My blog title comes from the title of an article, "Bank failures to surge in coming years" by MarketWatch on 23 May 2008. I highly recommend reading the full article. It mentions that only 3 banks have actually failed so far in 2008. But that number will go much higher as distress from the credit crisis increases. The articles goes on to mention a great metric called the Texas ratio, invented by RBC Capital markets during the oil downturn in 1980’s Texas in order to rate the solvency of Texas-based banks.
Wikipedia says:
The Texas ratio is a measure of a bank’s credit troubles, developed by Gerard Cassidy and others at RBC Capital Markets. It is calculated by dividing the value of the lender’s non-performing loans by the sum of its tangible equity capital and loan loss reserves.
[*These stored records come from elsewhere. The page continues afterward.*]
//! Camera calibration profile
//!
//! Reads ARToolKit `camera_para.dat` files and turns the intrinsics they hold
//! into the projection matrix used to overlay the scene on the video.
//!
//! The file is big-endian: `i32 xsize`, `i32 ysize`, a 3x4 `f64` camera
//! matrix, then 4, 9 or 17 `f64` distortion factors depending on the
//! ARToolKit version that wrote it.

use std::path::Path;

use cgmath::{Matrix4, Vector4};
use nalgebra::Matrix3;

use crate::error::{ArError, Result};

const HEADER_LEN: usize = 8;
const MATRIX_LEN: usize = 12 * 8;
const DISTORTION_FACTOR_COUNTS: [usize; 3] = [4, 9, 17];

/// Pinhole intrinsics in pixels
#[derive(Debug, Clone, Copy, PartialEq)]
pub struct Intrinsics {
    pub fx: f64,
    pub fy: f64,
    pub cx: f64,
    pub cy: f64,
    pub skew: f64,
}

impl Intrinsics {
    /// The 3x3 camera matrix `K`
    pub fn matrix(&self) -> Matrix3<f64> {
        Matrix3::new(
            self.fx, self.skew, self.cx, //
            0.0, self.fy, self.cy, //
            0.0, 0.0, 1.0,
        )
    }
}

/// Calibration of the camera the marker is seen through
#[derive(Debug, Clone, PartialEq)]
pub struct CameraParameters {
    /// Image width the calibration was made at
    pub xsize: u32,
    /// Image height the calibration was made at
    pub ysize: u32,
    /// Camera matrix `K [I | 0]`, row major
    pub mat: [[f64; 4]; 3],
    /// Lens distortion factors as stored in the file
    pub dist_factor: Vec<f64>,
}

impl CameraParameters {
    /// Loads a calibration file
    pub async fn load(path: &Path) -> Result<Self> {
        let bytes = std::fs::read(path).map_err(|e| ArError::io(path, e))?;
        let params = Self::from_bytes(&bytes)?;
        log::debug!(
            "Loaded camera parameters {} ({}x{}, {} distortion factors)",
            path.display(),
            params.xsize,
            params.ysize,
            params.dist_factor.len()
        );
        Ok(params)
    }

    /// Parses the binary ARToolKit layout
    pub fn from_bytes(bytes: &[u8]) -> Result<Self> {
        let factor_count = DISTORTION_FACTOR_COUNTS
            .iter()
            .copied()
            .find(|n| bytes.len() == HEADER_LEN + MATRIX_LEN + n * 8)
            .ok_or_else(|| {
                ArError::Calibration(format!("unexpected file size of {} bytes", bytes.len()))
            })?;

        let mut reader = BigEndianReader { bytes, offset: 0 };
        let xsize = reader.read_i32();
        let ysize = reader.read_i32();
        if xsize <= 0 || ysize <= 0 {
            return Err(ArError::Calibration(format!(
                "invalid image size {}x{}",
                xsize, ysize
            )));
        }

        let mut mat = [[0.0; 4]; 3];
        for row in mat.iter_mut() {
            for value in row.iter_mut() {
                *value = reader.read_f64();
            }
        }

        let dist_factor = (0..factor_count).map(|_| reader.read_f64()).collect();

        let params = Self {
            xsize: xsize as u32,
            ysize: ysize as u32,
            mat,
            dist_factor,
        };

        let scale = params.mat[2][2];
        if !scale.is_finite() || scale.abs() < f64::EPSILON {
            return Err(ArError::Calibration("camera matrix has no scale".into()));
        }
        let k = params.intrinsics();
        if k.fx.abs() < f64::EPSILON || k.fy.abs() < f64::EPSILON {
            return Err(ArError::Calibration("camera matrix has a zero focal length".into()));
        }

        Ok(params)
    }

    /// Serializes into the ARToolKit layout
    pub fn to_bytes(&self) -> Vec<u8> {
        let mut bytes = Vec::with_capacity(HEADER_LEN + MATRIX_LEN + self.dist_factor.len() * 8);
        bytes.extend_from_slice(&(self.xsize as i32).to_be_bytes());
        bytes.extend_from_slice(&(self.ysize as i32).to_be_bytes());
        for value in self.mat.iter().flatten().chain(self.dist_factor.iter()) {
            bytes.extend_from_slice(&value.to_be_bytes());
        }
        bytes
    }

    /// Builds a distortion-free calibration from pinhole intrinsics
    pub fn from_intrinsics(xsize: u32, ysize: u32, k: Intrinsics) -> Self {
        Self {
            xsize,
            ysize,
            mat: [
                [k.fx, k.skew, k.cx, 0.0],
                [0.0, k.fy, k.cy, 0.0],
                [0.0, 0.0, 1.0, 0.0],
            ],
            dist_factor: vec![k.cx, k.cy, 0.0, 1.0],
        }
    }

    pub fn intrinsics(&self) -> Intrinsics {
        let s = self.mat[2][2];
        Intrinsics {
            fx: self.mat[0][0] / s,
            fy: self.mat[1][1] / s,
            cx: self.mat[0][2] / s,
            cy: self.mat[1][2] / s,
            skew: self.mat[0][1] / s,
        }
    }

    /// Rescales the calibration to a different frame size
    pub fn scaled_to(&self, width: u32, height: u32) -> Self {
        let sx = width as f64 / self.xsize as f64;
        let sy = height as f64 / self.ysize as f64;

        let mut mat = self.mat;
        for value in mat[0].iter_mut() {
            *value *= sx;
        }
        for value in mat[1].iter_mut() {
            *value *= sy;
        }

        Self {
            xsize: width,
            ysize: height,
            mat,
            dist_factor: self.dist_factor.clone(),
        }
    }

    /// Projection matrix matching the calibrated camera
    ///
    /// Right-handed view space looking down -Z, clip depth in `0..1`.
    /// A point projects to the same pixel the calibrated camera would image
    /// it at, with pixel rows growing downwards.
    pub fn projection_matrix(&self, near: f32, far: f32) -> Matrix4<f32> {
        let k = self.intrinsics();
        let w = self.xsize as f64;
        let h = self.ysize as f64;
        let (near, far) = (near as f64, far as f64);

        let c0 = Vector4::new((2.0 * k.fx / w) as f32, 0.0, 0.0, 0.0);
        let c1 = Vector4::new((-2.0 * k.skew / w) as f32, (2.0 * k.fy / h) as f32, 0.0, 0.0);
        let c2 = Vector4::new(
            (1.0 - 2.0 * k.cx / w) as f32,
            (2.0 * k.cy / h - 1.0) as f32,
            (far / (near - far)) as f32,
            -1.0,
        );
        let c3 = Vector4::new(0.0, 0.0, (far * near / (near - far)) as f32, 0.0);

        Matrix4::from_cols(c0, c1, c2, c3)
    }
}

struct BigEndianReader<'a> {
    bytes: &'a [u8],
    offset: usize,
}

impl BigEndianReader<'_> {
    fn take<const N: usize>(&mut self) -> [u8; N] {
        let mut out = [0u8; N];
        out.copy_from_slice(&self.bytes[self.offset..self.offset + N]);
        self.offset += N;
        out
    }

    fn read_i32(&mut self) -> i32 {
        i32::from_be_bytes(self.take())
    }

    fn read_f64(&mut self) -> f64 {
        f64::from_be_bytes(self.take())
    }
}

#[cfg(test)]
mod tests {
    use super::*;

    fn sample() -> CameraParameters {
        CameraParameters::from_intrinsics(
            640,
            480,
            Intrinsics {
                fx: 560.0,
                fy: 550.0,
                cx: 318.0,
                cy: 242.0,
                skew: 0.0,
            },
        )
    }

    #[test]
    fn test_parse_round_trips_binary_layout() {
        let params = sample();
        let bytes = params.to_bytes();
        assert_eq!(bytes.len(), 136);

        let parsed = CameraParameters::from_bytes(&bytes).unwrap();
        assert_eq!(parsed, params);
    }

    #[test]
    fn test_rejects_truncated_file() {
        let bytes = sample().to_bytes();
        let err = CameraParameters::from_bytes(&bytes[..100]).unwrap_err();
        assert!(matches!(err, ArError::Calibration(_)));
    }

    #[test]
    fn test_scaled_to_halves_intrinsics() {
        let half = sample().scaled_to(320, 240);
        let k = half.intrinsics();
        assert_eq!((half.xsize, half.ysize), (320, 240));
        assert_eq!(k.fx, 280.0);
        assert_eq!(k.fy, 275.0);
        assert_eq!(k.cx, 159.0);
        assert_eq!(k.cy, 121.0);
    }

    #[test]
    fn test_projection_matches_pinhole_model() {
        let params = sample();
        let k = params.intrinsics();
        let projection = params.projection_matrix(0.1, 1000.0);

        // View space point, camera looking down -Z with Y up
        let (x, y, z) = (0.3_f64, -0.2_f64, -2.5_f64);
        let clip = projection * Vector4::new(x as f32, y as f32, z as f32, 1.0);
        let ndc_x = (clip.x / clip.w) as f64;
        let ndc_y = (clip.y / clip.w) as f64;
        let u = (ndc_x + 1.0) * 0.5 * 640.0;
        let v = (1.0 - ndc_y) * 0.5 * 480.0;

        let depth = -z;
        let expected_u = k.fx * x / depth + k.cx;
        let expected_v = k.fy * -y / depth + k.cy;
        assert!((u - expected_u).abs() < 1e-2, "u {} vs {}", u, expected_u);
        assert!((v - expected_v).abs() < 1e-2, "v {} vs {}", v, expected_v);
    }

    #[test]
    fn test_projection_depth_range() {
        let projection = sample().projection_matrix(0.1, 1000.0);
        let near = projection * Vector4::new(0.0, 0.0, -0.1, 1.0);
        let far = projection * Vector4::new(0.0, 0.0, -1000.0, 1.0);
        assert!((near.z / near.w).abs() < 1e-4);
        assert!((far.z / far.w - 1.0).abs() < 1e-4);
    }
}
In analyzing Texas banks during the early 1980s recession, Cassidy noted that banks tended to fail when this ratio reached 1:1, or 100%. He noted a similar pattern among New England banks during the recession of the early 1990s.
Later in the MarketWatch article, it shows a few banks which have seen their Texas ratio jump dramatically. All of these are local and regional banks. They represent the next leg down in the credit crisis in the US.
- UCBH Holdings (UCBH) Texas Ratio jump to 31% at the end of the first quarter from 4.7% in 2006, according to RBC.
- Colonial BancGroup (CNB) Texas Ratio jumped from 1.5% in 2006 to 25% at the end of March.
- Sterling Financial Corp. (STSA) had a Texas ratio of 1.9% in 2006. It was nearly 24% at the end of the first quarter.
- National City Corp. (NCC) had a Texas Ratio of 40% at the end of March though the bank did raise $7 billion in new capital in April.